A wheel is rotating with angular velocity 14 rev/s. What angular acceleration would be needed to bring the wheel to rest in a single rotation?
avg vel = (14 + 0) / 2 = 7 rev/s
stop time = 1/7 s
distance = 1/2 a t^2
... 1 = 1/2 * a * (1/7)^2
To find the angular acceleration needed to bring the wheel to rest in a single rotation, we can use the equation:
ωf^2 = ωi^2 + 2αθ
where ωi is the initial angular velocity, ωf is the final angular velocity, α is the angular acceleration, and θ is the angle through which the object rotates.
In this case, we want the final angular velocity (ωf) to be zero and the initial angular velocity (ωi) to be 14 rev/s.
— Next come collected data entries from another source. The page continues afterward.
//! Core types shared by the statistical procedures
//!
//! Every hypothesis test produces a [`TestResult`]: a name plus a tagged
//! [`TestOutcome`]. A completed test carries its statistic, degrees of
//! freedom and p-value; a failed one carries the [`ModelError`] that stopped
//! it. Nulls only appear once a result is turned into its wire
//! [`TestRecord`].

use serde::{Deserialize, Serialize};

// Re-export core types
pub use coefficient::Coefficient;
pub use statistics::ModelStatistics;
pub use statistics::ResidualStatistics;
pub use summary::ModelSummary;

pub use crate::error::ModelError;

pub mod coefficient;
pub mod statistics;
pub mod summary;

#[cfg(test)]
mod tests;

/// Result type for model operations
pub type Result<T> = std::result::Result<T, ModelError>;

/// Fixed significance threshold for every test decision
pub const SIGNIFICANCE_LEVEL: f64 = 0.05;

// ==================== Test Outcomes ====================

/// Statistic of a completed test
#[derive(Debug, Clone, Copy, PartialEq, Serialize, Deserialize)]
#[serde(rename_all = "camelCase")]
pub struct TestStatistic {
    pub statistic: f64,
    /// Degrees of freedom, when the reference distribution has one
    pub df: Option<f64>,
    pub p_value: f64,
}

impl TestStatistic {
    pub fn new(statistic: f64, df: Option<f64>, p_value: f64) -> Self {
        Self {
            statistic,
            df,
            p_value,
        }
    }

    /// Whether the null hypothesis is kept at [`SIGNIFICANCE_LEVEL`]
    pub fn null_holds(&self) -> bool {
        self.p_value > SIGNIFICANCE_LEVEL
    }
}

/// What happened when a test ran
#[derive(Debug, Clone, PartialEq)]
pub enum TestOutcome {
    Completed(TestStatistic),
    Failed(ModelError),
}

/// Named outcome of one hypothesis test
#[derive(Debug, Clone, PartialEq)]
pub struct TestResult {
    pub name: String,
    pub outcome: TestOutcome,
}

impl TestResult {
    pub fn completed(name: impl Into<String>, statistic: TestStatistic) -> Self {
        Self {
            name: name.into(),
            outcome: TestOutcome::Completed(statistic),
        }
    }

    pub fn failed(name: impl Into<String>, error: ModelError) -> Self {
        let name = name.into();
        log::warn!("{} could not be completed: {}", name, error);
        Self {
            name,
            outcome: TestOutcome::Failed(error),
        }
    }

    /// Record a computation, demoting non-finite statistics to failures
    pub fn from_result(name: impl Into<String>, result: Result<TestStatistic>) -> Self {
        match result {
            Ok(stat) if stat.statistic.is_finite() && stat.p_value.is_finite() => {
                Self::completed(name, stat)
            }
            Ok(stat) => Self::failed(
                name,
                ModelError::NumericalError {
                    message: format!(
                        "non-finite result (statistic {}, p-value {})",
                        stat.statistic, stat.p_value
                    ),
                    operation: "test statistic".to_string(),
                },
            ),
            Err(err) => Self::failed(name, err),
        }
    }

    pub fn is_completed(&self) -> bool {
        matches!(self.outcome, TestOutcome::Completed(_))
    }

    pub fn test_statistic(&self) -> Option<&TestStatistic> {
        match &self.outcome {
            TestOutcome::Completed(stat) => Some(stat),
            TestOutcome::Failed(_) => None,
        }
    }

    pub fn statistic(&self) -> Option<f64> {
        self.test_statistic().map(|s| s.statistic)
    }

    pub fn df(&self) -> Option<f64> {
        self.test_statistic().and_then(|s| s.df)
    }

    pub fn p_value(&self) -> Option<f64> {
        self.test_statistic().map(|s| s.p_value)
    }

    pub fn error(&self) -> Option<&ModelError> {
        match &self.outcome {
            TestOutcome::Completed(_) => None,
            TestOutcome::Failed(err) => Some(err),
        }
    }

    /// Decision flag; a failed test keeps the null hypothesis
    pub fn null_holds(&self) -> bool {
        self.test_statistic().is_none_or(TestStatistic::null_holds)
    }

    /// Whether the test completed and rejected the null hypothesis
    pub fn rejects_null(&self) -> bool {
        !self.null_holds()
    }

    /// Wire record with the decision keyed for `hypothesis`
    pub fn to_record(&self, hypothesis: Hypothesis) -> TestRecord {
        let verdict = self.null_holds();
        TestRecord {
            test_name: self.name.clone(),
            statistic: self.statistic(),
            df: self.df(),
            p_value: self.p_value(),
            verdict: match hypothesis {
                Hypothesis::Homoscedasticity => Verdict::Homoscedastic(verdict),
                Hypothesis::Normality => Verdict::Normal(verdict),
            },
            critical_value: SIGNIFICANCE_LEVEL,
            error: self.error().map(ToString::to_string),
        }
    }
}

/// Best-effort suite verdict: the null holds unless a completed test rejects it
pub fn aggregate_verdict<'a>(results: impl IntoIterator<Item = &'a TestResult>) -> bool {
    !results.into_iter().any(TestResult::rejects_null)
}

// ==================== Wire Records ====================

/// Null hypothesis under test
#[derive(Debug, Clone, Copy, PartialEq, Eq)]
pub enum Hypothesis {
    Homoscedasticity,
    Normality,
}

/// Decision flag, serialized under the hypothesis-specific key
#[derive(Debug, Clone, Copy, PartialEq, Eq, Serialize, Deserialize)]
pub enum Verdict {
    #[serde(rename = "isHomoscedastic")]
    Homoscedastic(bool),
    #[serde(rename = "isNormal")]
    Normal(bool),
}

impl Verdict {
    pub fn holds(&self) -> bool {
        match *self {
            Verdict::Homoscedastic(v) | Verdict::Normal(v) => v,
        }
    }
}

/// Serialized form of a [`TestResult`]
#[derive(Debug, Clone, PartialEq, Serialize, Deserialize)]
#[serde(rename_all = "camelCase")]
pub struct TestRecord {
    pub test_name: String,
    pub statistic: Option<f64>,
    #[serde(default, skip_serializing_if = "Option::is_none")]
    pub df: Option<f64>,
    pub p_value: Option<f64>,
    #[serde(flatten)]
    pub verdict: Verdict,
    pub critical_value: f64,
    #[serde(default, skip_serializing_if = "Option::is_none")]
    pub error: Option<String>,
}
The angle through which the object rotates (θ) is one complete rotation, which is equal to 2π radians.
Plugging these values into the equation, we have:
0 = (14 rev/s)^2 + 2α(2π)
Simplifying, we get:
0 = 196 + 4πα
Rearranging the equation, we can solve for the angular acceleration (α):
4πα = -196
α = -49/π rad/s^2
Note: The negative sign indicates that the wheel needs a deceleration to come to rest.
Therefore, the angular acceleration needed to bring the wheel to rest in a single rotation is approximately -15.57 rad/s^2.